◆ TASK REQUIREMENTS:
Please retype every entry, keeping each one exactly as written.

◆ EXCERPTED RECORDS:
//! Session manager.
//!
//! Owns the access/refresh token pair, attaches the access token to outgoing
//! requests, and keeps the session alive:
//!
//! - a request that comes back 401 triggers exactly one refresh and one retry
//! - refreshes are single-flight: callers queued behind an in-flight refresh
//!   reuse its result instead of issuing their own
//! - a refresh response that arrives after logout or a new login is dropped
//! - a rejected refresh token ends the session (fail closed)
//!
//! Observers follow the session through [`SessionManager::subscribe`].

use std::{sync::Arc, time::Instant};

use chrono::Utc;
use serde::Serialize;
use tokio::sync::{Mutex, RwLock, watch};
use tracing::instrument;
use uuid::Uuid;
use zeroize::Zeroizing;

use super::{
    session::{AuthStatus, LoginResponse, RefreshResponse, SecretToken, Session, UserProfile},
    storage::{PersistedSession, SessionStore},
    token::is_token_valid,
};
use crate::{
    api::{ApiRequest, error_for_status},
    audit,
    config::SessionSettings,
    endpoints::Endpoints,
    error::{ClientError, Result},
    security::audit::{AuditEventType, redact_email},
    transport::{HttpMethod, RequestContext, Transport, TransportResponse},
};

const ANONYMOUS: &str = "anonymous";

#[derive(Debug, Default)]
struct SessionState {
    session: Session,
    /// Bumped on login and on every clear; refresh results carrying an older
    /// epoch are discarded.
    epoch: u64,
    /// Bumped whenever the access token is replaced or dropped. Callers queued
    /// on the refresh gate compare it against what they saw.
    generation: u64,
    /// Sequence of the latest snapshot handed to the store.
    persist_seq: u64,
}

impl SessionState {
    fn replace_access_token(&mut self, token: Option<SecretToken>) {
        self.session.access_token = token;
        self.generation += 1;
    }

    fn snapshot(&mut self) -> Snapshot {
        self.persist_seq += 1;
        let session = &self.session;
        let persisted = (!session.is_empty() || session.user.is_some()).then(|| PersistedSession {
            token: session.access_token.as_ref().map(|t| t.expose().to_owned()),
            refresh_token: session.refresh_token.as_ref().map(|t| t.expose().to_owned()),
            user: session.user.clone(),
        });
        Snapshot { seq: self.persist_seq, session: persisted }
    }
}

/// Session state captured for the store; `None` clears it.
struct Snapshot {
    seq: u64,
    session: Option<PersistedSession>,
}

/// Result of a refresh attempt.
#[derive(Debug)]
pub(crate) enum RefreshOutcome {
    /// A fresh access token is in place.
    Refreshed,
    /// The refresh token was refused or missing; the session is gone.
    Rejected,
    /// Transient failure; tokens were kept.
    Failed(ClientError),
    /// The session changed while the refresh was in flight.
    Stale,
}

#[derive(Serialize)]
struct LoginRequest<'a> {
    email: &'a str,
    password: &'a str,
}

#[derive(Serialize)]
#[serde(rename_all = "camelCase")]
struct RefreshRequest<'a> {
    refresh_token: &'a str,
}

/// Session manager.
///
/// Generic over the [`Transport`] so the HTTP stack can be swapped in tests.
/// Share it behind an [`Arc`]; every method takes `&self`.
#[derive(Debug)]
pub struct SessionManager<T: Transport> {
    transport: T,
    endpoints: Endpoints,
    settings: SessionSettings,
    store: Arc<dyn SessionStore>,
    state: RwLock<SessionState>,
    refresh_gate: Mutex<()>,
    /// Sequence of the last snapshot written to the store.
    persisted_seq: Mutex<u64>,
    status_tx: watch::Sender<AuthStatus>,
}
//! Authentication and session lifecycle.
//!
//! - [`token`]: JWT expiry inspection (no signature verification)
//! - [`session`]: credentials, profile, and status types
//! - [`storage`]: persistence port and adapters
//! - [`manager`]: login, logout, refresh, and the authenticated request path
//! - [`scheduler`]: background refresh ahead of expiry

pub mod manager;
pub mod scheduler;
pub mod session;
pub mod storage;
pub mod token;


pub use manager::SessionManager;
pub use scheduler::RefreshScheduler;
pub use session::{AuthStatus, Role, SecretToken, Session, UserProfile};
pub use storage::{FileStore, MemoryStore, PersistedSession, SessionStore};
pub use token::{TokenClaims, decode_claims, is_token_valid, refresh_delay, remaining_lifetime};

◆ TASK RESULT:
//! Session manager.
//!
//! Owns the access/refresh token pair, attaches the access token to outgoing
//! requests, and keeps the session alive:
//!
//! - a request that comes back 401 triggers exactly one refresh and one retry
//! - refreshes are single-flight: callers queued behind an in-flight refresh
//!   reuse its result instead of issuing their own
//! - a refresh response that arrives after logout or a new login is dropped
//! - a rejected refresh token ends the session (fail closed)
//!
//! Observers follow the session through [`SessionManager::subscribe`].

use std::{sync::Arc, time::Instant};

use chrono::Utc;
use serde::Serialize;
use tokio::sync::{Mutex, RwLock, watch};
use tracing::instrument;
use uuid::Uuid;
use zeroize::Zeroizing;

use super::{
    session::{AuthStatus, LoginResponse, RefreshResponse, SecretToken, Session, UserProfile},
    storage::{PersistedSession, SessionStore},
    token::is_token_valid,
};
use crate::{
    api::{ApiRequest, error_for_status},
    audit,
    config::SessionSettings,
    endpoints::Endpoints,
    error::{ClientError, Result},
    security::audit::{AuditEventType, redact_email},
    transport::{HttpMethod, RequestContext, Transport, TransportResponse},
};

const ANONYMOUS: &str = "anonymous";

#[derive(Debug, Default)]
struct SessionState {
    session: Session,
    /// Bumped on login and on every clear; refresh results carrying an older
    /// epoch are discarded.
    epoch: u64,
    /// Bumped whenever the access token is replaced or dropped. Callers queued
    /// on the refresh gate compare it against what they saw.
    generation: u64,
    /// Sequence of the latest snapshot handed to the store.
    persist_seq: u64,
}

impl SessionState {
    fn replace_access_token(&mut self, token: Option<SecretToken>) {
        self.session.access_token = token;
        self.generation += 1;
    }

    fn snapshot(&mut self) -> Snapshot {
        self.persist_seq += 1;
        let session = &self.session;
        let persisted = (!session.is_empty() || session.user.is_some()).then(|| PersistedSession {
            token: session.access_token.as_ref().map(|t| t.expose().to_owned()),
            refresh_token: session.refresh_token.as_ref().map(|t| t.expose().to_owned()),
            user: session.user.clone(),
        });
        Snapshot { seq: self.persist_seq, session: persisted }
    }
}

/// Session state captured for the store; `None` clears it.
struct Snapshot {
    seq: u64,
    session: Option<PersistedSession>,
}

/// Result of a refresh attempt.
#[derive(Debug)]
pub(crate) enum RefreshOutcome {
    /// A fresh access token is in place.
    Refreshed,
    /// The refresh token was refused or missing; the session is gone.
    Rejected,
    /// Transient failure; tokens were kept.
    Failed(ClientError),
    /// The session changed while the refresh was in flight.
    Stale,
}

#[derive(Serialize)]
struct LoginRequest<'a> {
    email: &'a str,
    password: &'a str,
}

#[derive(Serialize)]
#[serde(rename_all = "camelCase")]
struct RefreshRequest<'a> {
    refresh_token: &'a str,
}

/// Session manager.
///
/// Generic over the [`Transport`] so the HTTP stack can be swapped in tests.
/// Share it behind an [`Arc`]; every method takes `&self`.
#[derive(Debug)]
pub struct SessionManager<T: Transport> {
    transport: T,
    endpoints: Endpoints,
    settings: SessionSettings,
    store: Arc<dyn SessionStore>,
    state: RwLock<SessionState>,
    refresh_gate: Mutex<()>,
    /// Sequence of the last snapshot written to the store.
    persisted_seq: Mutex<u64>,
    status_tx: watch::Sender<AuthStatus>,
}
//! Authentication and session lifecycle.
//!
//! - [`token`]: JWT expiry inspection (no signature verification)
//! - [`session`]: credentials, profile, and status types
//! - [`storage`]: persistence port and adapters
//! - [`manager`]: login, logout, refresh, and the authenticated request path
//! - [`scheduler`]: background refresh ahead of expiry

pub mod manager;
pub mod scheduler;
pub mod session;
pub mod storage;
pub mod token;


pub use manager::SessionManager;
pub use scheduler::RefreshScheduler;
pub use session::{AuthStatus, Role, SecretToken, Session, UserProfile};
pub use storage::{FileStore, MemoryStore, PersistedSession, SessionStore};
pub use token::{TokenClaims, decode_claims, is_token_valid, refresh_delay, remaining_lifetime};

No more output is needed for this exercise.